How to complete this task.
Look through the records below, and whenever a line contains "ServerResult", copy it.

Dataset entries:
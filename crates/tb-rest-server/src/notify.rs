// Copyright 2025 Schelling Point Labs Inc
// SPDX-License-Identifier: AGPL-3.0-only

//! Real-time task notifications
//!
//! [`NotificationHub`] keeps one bounded channel per live WebSocket
//! connection, grouped by the authenticated user. Delivery is best effort:
//! a connection whose buffer is full misses the event.

use crate::config::HubConfig;
use async_trait::async_trait;
use std::collections::{HashMap, HashSet};
use std::sync::atomic::{AtomicU64, Ordering};
use std::sync::Arc;
use tb_domain_types::{TaskPriority, TaskStatus};
use tb_rest_api_contract::{
    AssigneeChanged, Assigned, PriorityChanged, StatusChanged, Task, TaskEvent,
};
use tokio::sync::{mpsc, RwLock};
use tokio::sync::mpsc::error::TrySendError;

/// Sink for task change notifications. Emission never fails outward.
#[cfg_attr(test, mockall::automock)]
#[async_trait]
pub trait Notifier: Send + Sync {
    /// Broadcast a status transition to every connection
    async fn emit_status_change(
        &self,
        task_id: &str,
        old_status: TaskStatus,
        new_status: TaskStatus,
        task: &Task,
    );

    /// Broadcast a priority change to every connection
    async fn emit_priority_change(
        &self,
        task_id: &str,
        old_priority: TaskPriority,
        new_priority: TaskPriority,
        task: &Task,
    );

    /// Tell a newly assigned user first, then broadcast the change
    async fn emit_assignee_change(
        &self,
        task_id: &str,
        old_assignee_id: Option<String>,
        new_assignee_id: Option<String>,
        task: &Task,
    );

    /// Personal notification to one user's connections
    async fn emit_assignment(&self, user_id: &str, task: &Task);
}

pub type ConnectionId = u64;

struct Connection {
    user_id: String,
    tx: mpsc::Sender<Arc<TaskEvent>>,
}

#[derive(Default)]
struct Registry {
    connections: HashMap<ConnectionId, Connection>,
    groups: HashMap<String, HashSet<ConnectionId>>,
}

/// In-process connection registry and fan-out
pub struct NotificationHub {
    registry: RwLock<Registry>,
    next_id: AtomicU64,
    buffer: usize,
}

impl NotificationHub {
    pub fn new(config: &HubConfig) -> Self {
        Self {
            registry: RwLock::new(Registry::default()),
            next_id: AtomicU64::new(1),
            buffer: config.connection_buffer.max(1),
        }
    }

    /// Register a connection for `user_id` and join its per-user group
    pub async fn connect(&self, user_id: &str) -> (ConnectionId, mpsc::Receiver<Arc<TaskEvent>>) {
        let id = self.next_id.fetch_add(1, Ordering::Relaxed);
        let (tx, rx) = mpsc::channel(self.buffer);

        let mut registry = self.registry.write().await;
        registry.connections.insert(
            id,
            Connection {
                user_id: user_id.to_string(),
                tx,
            },
        );
        registry
            .groups
            .entry(user_id.to_string())
            .or_default()
            .insert(id);

        tracing::info!(
            connection_id = id,
            user_id,
            connections = registry.connections.len(),
            "realtime client connected"
        );
        (id, rx)
    }

    /// Remove a connection; empty groups are dropped
    pub async fn disconnect(&self, id: ConnectionId) {
        let mut registry = self.registry.write().await;
        let Some(connection) = registry.connections.remove(&id) else {
            return;
        };

        if let Some(group) = registry.groups.get_mut(&connection.user_id) {
            group.remove(&id);
            if group.is_empty() {
                registry.groups.remove(&connection.user_id);
            }
        }

        tracing::info!(
            connection_id = id,
            user_id = %connection.user_id,
            connections = registry.connections.len(),
            "realtime client disconnected"
        );
    }

    pub async fn connection_count(&self) -> usize {
        self.registry.read().await.connections.len()
    }

    /// Number of live connections authenticated as `user_id`
    pub async fn group_size(&self, user_id: &str) -> usize {
        self.registry
            .read()
            .await
            .groups
            .get(user_id)
            .map_or(0, HashSet::len)
    }

    async fn broadcast(&self, event: TaskEvent) {
        let event = Arc::new(event);
        let registry = self.registry.read().await;
        for (id, connection) in &registry.connections {
            deliver(*id, connection, &event);
        }
    }

    async fn send_to_user(&self, user_id: &str, event: TaskEvent) {
        let event = Arc::new(event);
        let registry = self.registry.read().await;
        let Some(group) = registry.groups.get(user_id) else {
            return;
        };
        for id in group {
            if let Some(connection) = registry.connections.get(id) {
                deliver(*id, connection, &event);
            }
        }
    }
}

fn deliver(id: ConnectionId, connection: &Connection, event: &Arc<TaskEvent>) {
    match connection.tx.try_send(Arc::clone(event)) {
        Ok(()) => {}
        Err(TrySendError::Full(_)) => {
            tracing::debug!(
                connection_id = id,
                event = event.name(),
                task_id = %event.task().id,
                "dropped notification, buffer full"
            );
        }
        Err(TrySendError::Closed(_)) => {
            tracing::debug!(
                connection_id = id,
                event = event.name(),
                task_id = %event.task().id,
                "dropped notification, connection closing"
            );
        }
    }
}

#[async_trait]
impl Notifier for NotificationHub {
    async fn emit_status_change(
        &self,
        task_id: &str,
        old_status: TaskStatus,
        new_status: TaskStatus,
        task: &Task,
    ) {
        self.broadcast(TaskEvent::StatusChanged(StatusChanged {
            task_id: task_id.to_string(),
            old_status,
            new_status,
            task: task.clone(),
        }))
        .await;
    }

    async fn emit_priority_change(
        &self,
        task_id: &str,
        old_priority: TaskPriority,
        new_priority: TaskPriority,
        task: &Task,
    ) {
        self.broadcast(TaskEvent::PriorityChanged(PriorityChanged {
            task_id: task_id.to_string(),
            old_priority,
            new_priority,
            task: task.clone(),
        }))
        .await;
    }

    async fn emit_assignee_change(
        &self,
        task_id: &str,
        old_assignee_id: Option<String>,
        new_assignee_id: Option<String>,
        task: &Task,
    ) {
        if let Some(new_id) = new_assignee_id.as_deref() {
            if old_assignee_id.as_deref() != Some(new_id) {
                self.emit_assignment(new_id, task).await;
            }
        }

        self.broadcast(TaskEvent::AssigneeChanged(AssigneeChanged {
            task_id: task_id.to_string(),
            old_assignee_id,
            new_assignee_id,
            task: task.clone(),
        }))
        .await;
    }

    async fn emit_assignment(&self, user_id: &str, task: &Task) {
        self.send_to_user(user_id, TaskEvent::Assigned(Assigned::for_task(task.clone())))
            .await;
    }
}
// Copyright 2025 Schelling Point Labs Inc
// SPDX-License-Identifier: AGPL-3.0-only

//! Dependency wiring for the REST server

use crate::{
    config::ServerConfig,
    models::{DatabaseStore, InMemoryStore, TaskStore, UserStore},
    notify::NotificationHub,
    state::AppState,
};
use anyhow::Result;
use std::sync::Arc;
use tb_local_db::Database;

/// Default dependency builder: SQLite stores and the in-process hub
pub struct DefaultServerDependencies {
    state: AppState,
}

impl DefaultServerDependencies {
    pub fn new(config: ServerConfig) -> Result<Self> {
        let db = if config.database_path == ":memory:" {
            Arc::new(Database::open_in_memory()?)
        } else {
            Arc::new(Database::open(&config.database_path)?)
        };
        tracing::info!(database = %config.database_path, "database ready");

        let store = Arc::new(DatabaseStore::new(db));
        Ok(Self {
            state: build_state(config, store.clone(), store),
        })
    }

    /// Consume the dependency builder and return the resulting app state
    pub fn into_state(self) -> AppState {
        self.state
    }
}

/// Dependency wiring with in-memory stores, for tests and throwaway runs
pub struct InMemoryServerDependencies {
    state: AppState,
}

impl InMemoryServerDependencies {
    pub fn new(config: ServerConfig) -> Self {
        let store = Arc::new(InMemoryStore::new());
        Self {
            state: build_state(config, store.clone(), store),
        }
    }

    pub fn into_state(self) -> AppState {
        self.state
    }
}

fn build_state(
    config: ServerConfig,
    user_store: Arc<dyn UserStore>,
    task_store: Arc<dyn TaskStore>,
) -> AppState {
    let hub = Arc::new(NotificationHub::new(&config.hub));
    AppState {
        config,
        user_store,
        task_store,
        hub,
    }
}
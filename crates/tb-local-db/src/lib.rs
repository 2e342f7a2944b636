// Copyright 2025 Schelling Point Labs Inc
// SPDX-License-Identifier: AGPL-3.0-only

//! SQLite persistence for Taskboard
//!
//! A single connection guarded by a mutex. Every statement is short, so
//! callers on the async runtime invoke these methods directly.

mod error;
mod migrations;
mod records;
mod stores;

pub use error::{Error, Result};
pub use records::*;
pub use stores::{TaskStore, UserStore};

use rusqlite::Connection;
use std::path::Path;
use std::sync::{Mutex, MutexGuard};

/// Handle to the Taskboard database
pub struct Database {
    conn: Mutex<Connection>,
}

impl Database {
    /// Open (or create) a database file and bring its schema up to date
    pub fn open(path: impl AsRef<Path>) -> Result<Self> {
        let conn = Connection::open(path.as_ref())?;
        tracing::debug!(path = %path.as_ref().display(), "opened database");
        Self::from_connection(conn)
    }

    /// Open a private in-memory database
    pub fn open_in_memory() -> Result<Self> {
        Self::from_connection(Connection::open_in_memory()?)
    }

    fn from_connection(mut conn: Connection) -> Result<Self> {
        conn.pragma_update(None, "foreign_keys", "ON")?;
        migrations::migrate(&mut conn)?;
        Ok(Self {
            conn: Mutex::new(conn),
        })
    }

    pub(crate) fn conn(&self) -> Result<MutexGuard<'_, Connection>> {
        self.conn.lock().map_err(|_| Error::LockPoisoned)
    }

    /// User accessor
    pub fn users(&self) -> UserStore<'_> {
        UserStore::new(self)
    }

    /// Task accessor
    pub fn tasks(&self) -> TaskStore<'_> {
        TaskStore::new(self)
    }
}
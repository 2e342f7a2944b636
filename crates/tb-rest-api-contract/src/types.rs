// Copyright 2025 Schelling Point Labs Inc
// SPDX-License-Identifier: AGPL-3.0-only

//! API contract types for the Taskboard REST service

use chrono::{DateTime, Utc};
use serde::{Deserialize, Deserializer, Serialize};
pub use tb_domain_types::{SortOrder, TaskSortKey};
use tb_domain_types::{TaskPriority, TaskStatus, UserProfile};
use validator::Validate;

/// Registration request
#[derive(Debug, Clone, PartialEq, Eq, Serialize, Deserialize, Validate)]
#[cfg_attr(feature = "utoipa", derive(utoipa::ToSchema))]
pub struct RegisterRequest {
    #[validate(length(min = 2, max = 50, message = "Name must be 2-50 characters"))]
    pub name: String,
    #[validate(email(message = "Invalid email address"))]
    pub email: String,
    #[validate(length(min = 6, max = 100, message = "Password must be 6-100 characters"))]
    pub password: String,
}

/// Login request
#[derive(Debug, Clone, PartialEq, Eq, Serialize, Deserialize, Validate)]
#[cfg_attr(feature = "utoipa", derive(utoipa::ToSchema))]
pub struct LoginRequest {
    #[validate(email(message = "Invalid email address"))]
    pub email: String,
    #[validate(length(min = 1, message = "Password is required"))]
    pub password: String,
}

/// Task creation request
#[derive(Debug, Clone, PartialEq, Eq, Serialize, Deserialize, Validate)]
#[cfg_attr(feature = "utoipa", derive(utoipa::ToSchema))]
#[serde(rename_all = "camelCase")]
pub struct CreateTaskRequest {
    #[validate(length(min = 1, max = 100, message = "Title must be 1-100 characters"))]
    pub title: String,
    #[validate(length(min = 1, message = "Description cannot be empty"))]
    pub description: String,
    /// RFC 3339 timestamp or `YYYY-MM-DD` date
    #[validate(custom(function = "crate::validation::validate_due_date"))]
    pub due_date: String,
    pub priority: TaskPriority,
    #[serde(default, skip_serializing_if = "Option::is_none")]
    pub status: Option<TaskStatus>,
    #[serde(default, skip_serializing_if = "Option::is_none")]
    pub assigned_to_id: Option<String>,
}

/// Partial task update. Absent fields are left unchanged.
///
/// `assignedToId` distinguishes three cases: absent (keep), `null` (clear)
/// and a user id (assign).
#[derive(Debug, Clone, Default, PartialEq, Eq, Serialize, Deserialize, Validate)]
#[cfg_attr(feature = "utoipa", derive(utoipa::ToSchema))]
#[serde(rename_all = "camelCase")]
pub struct UpdateTaskRequest {
    #[serde(default, skip_serializing_if = "Option::is_none")]
    #[validate(length(min = 1, max = 100, message = "Title must be 1-100 characters"))]
    pub title: Option<String>,
    #[serde(default, skip_serializing_if = "Option::is_none")]
    #[validate(length(min = 1, message = "Description cannot be empty"))]
    pub description: Option<String>,
    #[serde(default, skip_serializing_if = "Option::is_none")]
    #[validate(custom(function = "crate::validation::validate_due_date"))]
    pub due_date: Option<String>,
    #[serde(default, skip_serializing_if = "Option::is_none")]
    pub priority: Option<TaskPriority>,
    #[serde(default, skip_serializing_if = "Option::is_none")]
    pub status: Option<TaskStatus>,
    #[serde(
        default,
        deserialize_with = "present_or_null",
        skip_serializing_if = "Option::is_none"
    )]
    pub assigned_to_id: Option<Option<String>>,
}

/// Maps a present field (including an explicit `null`) to `Some`, leaving
/// `#[serde(default)]` to produce `None` for an absent one.
fn present_or_null<'de, D, T>(deserializer: D) -> Result<Option<Option<T>>, D::Error>
where
    D: Deserializer<'de>,
    T: Deserialize<'de>,
{
    Option::<T>::deserialize(deserializer).map(Some)
}

/// Query options for listing tasks
#[derive(Debug, Clone, Default, PartialEq, Eq, Serialize, Deserialize)]
#[serde(rename_all = "camelCase")]
pub struct TaskListQuery {
    #[serde(default, skip_serializing_if = "Option::is_none")]
    pub status: Option<TaskStatus>,
    #[serde(default, skip_serializing_if = "Option::is_none")]
    pub priority: Option<TaskPriority>,
    #[serde(default, skip_serializing_if = "Option::is_none")]
    pub assigned_to_id: Option<String>,
    #[serde(default, skip_serializing_if = "Option::is_none")]
    pub creator_id: Option<String>,
    #[serde(default, skip_serializing_if = "Option::is_none")]
    pub sort_by: Option<TaskSortKey>,
    #[serde(default, skip_serializing_if = "Option::is_none")]
    pub order: Option<SortOrder>,
}

impl TaskListQuery {
    /// Effective ordering: newest first unless a sort key is given, in which
    /// case the direction defaults to ascending.
    pub fn ordering(&self) -> (TaskSortKey, SortOrder) {
        match self.sort_by {
            Some(key) => (key, self.order.unwrap_or(SortOrder::Asc)),
            None => (TaskSortKey::CreatedAt, SortOrder::Desc),
        }
    }
}

/// Task as returned by the API, with creator and assignee expanded
#[derive(Debug, Clone, PartialEq, Eq, Serialize, Deserialize)]
#[cfg_attr(feature = "utoipa", derive(utoipa::ToSchema))]
#[serde(rename_all = "camelCase")]
pub struct Task {
    pub id: String,
    pub title: String,
    pub description: String,
    pub due_date: DateTime<Utc>,
    pub priority: TaskPriority,
    pub status: TaskStatus,
    pub creator_id: String,
    #[serde(default, skip_serializing_if = "Option::is_none")]
    pub creator: Option<UserProfile>,
    #[serde(default, skip_serializing_if = "Option::is_none")]
    pub assigned_to_id: Option<String>,
    #[serde(default, skip_serializing_if = "Option::is_none")]
    pub assignee: Option<UserProfile>,
    pub created_at: DateTime<Utc>,
    pub updated_at: DateTime<Utc>,
}

/// Plain acknowledgement body
#[derive(Debug, Clone, PartialEq, Eq, Serialize, Deserialize)]
#[cfg_attr(feature = "utoipa", derive(utoipa::ToSchema))]
pub struct MessageResponse {
    pub message: String,
}

impl MessageResponse {
    pub fn new(message: impl Into<String>) -> Self {
        Self {
            message: message.into(),
        }
    }
}
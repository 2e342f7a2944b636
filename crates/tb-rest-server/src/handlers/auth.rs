// Copyright 2025 Schelling Point Labs Inc
// SPDX-License-Identifier: AGPL-3.0-only

//! Registration, login and logout endpoints

use crate::auth::expired_session_cookie;
use crate::state::AppState;
use crate::ServerResult;
use axum::{extract::rejection::JsonRejection, extract::State, http::StatusCode, Json};
use axum_extra::extract::cookie::CookieJar;
use tb_domain_types::UserProfile;
use tb_rest_api_contract::{ErrorBody, LoginRequest, MessageResponse, RegisterRequest};

/// Register a new user
#[utoipa::path(
    post,
    path = "/auth/register",
    request_body = RegisterRequest,
    responses(
        (status = 201, description = "User registered", body = UserProfile),
        (status = 400, description = "Invalid input or email already registered", body = ErrorBody)
    )
)]
pub async fn register(
    State(state): State<AppState>,
    payload: Result<Json<RegisterRequest>, JsonRejection>,
) -> ServerResult<(StatusCode, Json<UserProfile>)> {
    let Json(request) = payload?;
    let profile = state.auth_service().register(request).await?;
    Ok((StatusCode::CREATED, Json(profile)))
}

/// Log in and receive the session cookie
#[utoipa::path(
    post,
    path = "/auth/login",
    request_body = LoginRequest,
    responses(
        (status = 200, description = "Logged in; `token` cookie set", body = UserProfile),
        (status = 400, description = "Invalid input", body = ErrorBody),
        (status = 401, description = "Invalid credentials", body = ErrorBody)
    )
)]
pub async fn login(
    State(state): State<AppState>,
    jar: CookieJar,
    payload: Result<Json<LoginRequest>, JsonRejection>,
) -> ServerResult<(CookieJar, Json<UserProfile>)> {
    let Json(request) = payload?;
    let outcome = state.auth_service().login(request).await?;

    let cookie = state
        .auth()
        .session_cookie(outcome.token, state.config().production);
    Ok((jar.add(cookie), Json(outcome.user)))
}

/// Clear the session cookie. Tokens stay valid until they expire.
#[utoipa::path(
    post,
    path = "/auth/logout",
    responses((status = 200, description = "Session cookie cleared", body = MessageResponse))
)]
pub async fn logout(jar: CookieJar) -> (CookieJar, Json<MessageResponse>) {
    (
        jar.add(expired_session_cookie()),
        Json(MessageResponse::new("Logged out")),
    )
}
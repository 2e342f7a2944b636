// Copyright 2025 Schelling Point Labs Inc
// SPDX-License-Identifier: AGPL-3.0-only

use chrono::{DateTime, Utc};
use tb_domain_types::{SortOrder, TaskPriority, TaskSortKey, TaskStatus, UserProfile};

/// Stored user, including the password hash
#[derive(Debug, Clone, PartialEq, Eq)]
pub struct UserRecord {
    pub id: String,
    pub name: String,
    pub email: String,
    pub password_hash: String,
    pub created_at: DateTime<Utc>,
}

impl UserRecord {
    /// Public fields only; the password hash never leaves the store layer
    pub fn profile(&self) -> UserProfile {
        UserProfile {
            id: self.id.clone(),
            name: self.name.clone(),
            email: self.email.clone(),
        }
    }
}

#[derive(Debug, Clone)]
pub struct NewUser {
    pub name: String,
    pub email: String,
    pub password_hash: String,
}

/// Stored task, relations as plain ids
#[derive(Debug, Clone, PartialEq, Eq)]
pub struct TaskRecord {
    pub id: String,
    pub title: String,
    pub description: String,
    pub due_date: DateTime<Utc>,
    pub priority: TaskPriority,
    pub status: TaskStatus,
    pub creator_id: String,
    pub assigned_to_id: Option<String>,
    pub created_at: DateTime<Utc>,
    pub updated_at: DateTime<Utc>,
}

#[derive(Debug, Clone)]
pub struct NewTask {
    pub title: String,
    pub description: String,
    pub due_date: DateTime<Utc>,
    pub priority: TaskPriority,
    pub status: TaskStatus,
    pub creator_id: String,
    pub assigned_to_id: Option<String>,
}

/// Field-wise patch; `None` leaves a column untouched.
///
/// `assigned_to_id: Some(None)` clears the assignee.
#[derive(Debug, Clone, Default)]
pub struct TaskChanges {
    pub title: Option<String>,
    pub description: Option<String>,
    pub due_date: Option<DateTime<Utc>>,
    pub priority: Option<TaskPriority>,
    pub status: Option<TaskStatus>,
    pub assigned_to_id: Option<Option<String>>,
}

impl TaskChanges {
    /// Apply the patch to an in-memory record
    pub fn apply_to(&self, record: &mut TaskRecord) {
        if let Some(title) = &self.title {
            record.title = title.clone();
        }
        if let Some(description) = &self.description {
            record.description = description.clone();
        }
        if let Some(due_date) = self.due_date {
            record.due_date = due_date;
        }
        if let Some(priority) = self.priority {
            record.priority = priority;
        }
        if let Some(status) = self.status {
            record.status = status;
        }
        if let Some(assignee) = &self.assigned_to_id {
            record.assigned_to_id = assignee.clone();
        }
    }
}

/// Equality filters and ordering for task listing
#[derive(Debug, Clone, PartialEq, Eq)]
pub struct TaskFilter {
    pub status: Option<TaskStatus>,
    pub priority: Option<TaskPriority>,
    pub assigned_to_id: Option<String>,
    pub creator_id: Option<String>,
    pub sort_key: TaskSortKey,
    pub sort_order: SortOrder,
}

impl Default for TaskFilter {
    fn default() -> Self {
        Self {
            status: None,
            priority: None,
            assigned_to_id: None,
            creator_id: None,
            sort_key: TaskSortKey::CreatedAt,
            sort_order: SortOrder::Desc,
        }
    }
}

impl TaskFilter {
    /// Whether a record passes every equality filter
    pub fn matches(&self, record: &TaskRecord) -> bool {
        self.status.map_or(true, |s| record.status == s)
            && self.priority.map_or(true, |p| record.priority == p)
            && self
                .assigned_to_id
                .as_deref()
                .map_or(true, |id| record.assigned_to_id.as_deref() == Some(id))
            && self
                .creator_id
                .as_deref()
                .map_or(true, |id| record.creator_id == id)
    }

    /// Compare two records by the configured key and direction
    pub fn compare(&self, a: &TaskRecord, b: &TaskRecord) -> std::cmp::Ordering {
        let ordering = match self.sort_key {
            TaskSortKey::CreatedAt => a.created_at.cmp(&b.created_at),
            TaskSortKey::DueDate => a.due_date.cmp(&b.due_date),
            TaskSortKey::Priority => a.priority.rank().cmp(&b.priority.rank()),
            TaskSortKey::Status => a.status.rank().cmp(&b.status.rank()),
        };
        match self.sort_order {
            SortOrder::Asc => ordering,
            SortOrder::Desc => ordering.reverse(),
        }
    }
}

Reply to the exercise.
use crate::ServerResult;
) -> ServerResult<(StatusCode, Json<UserProfile>)> {
) -> ServerResult<(CookieJar, Json<UserProfile>)> {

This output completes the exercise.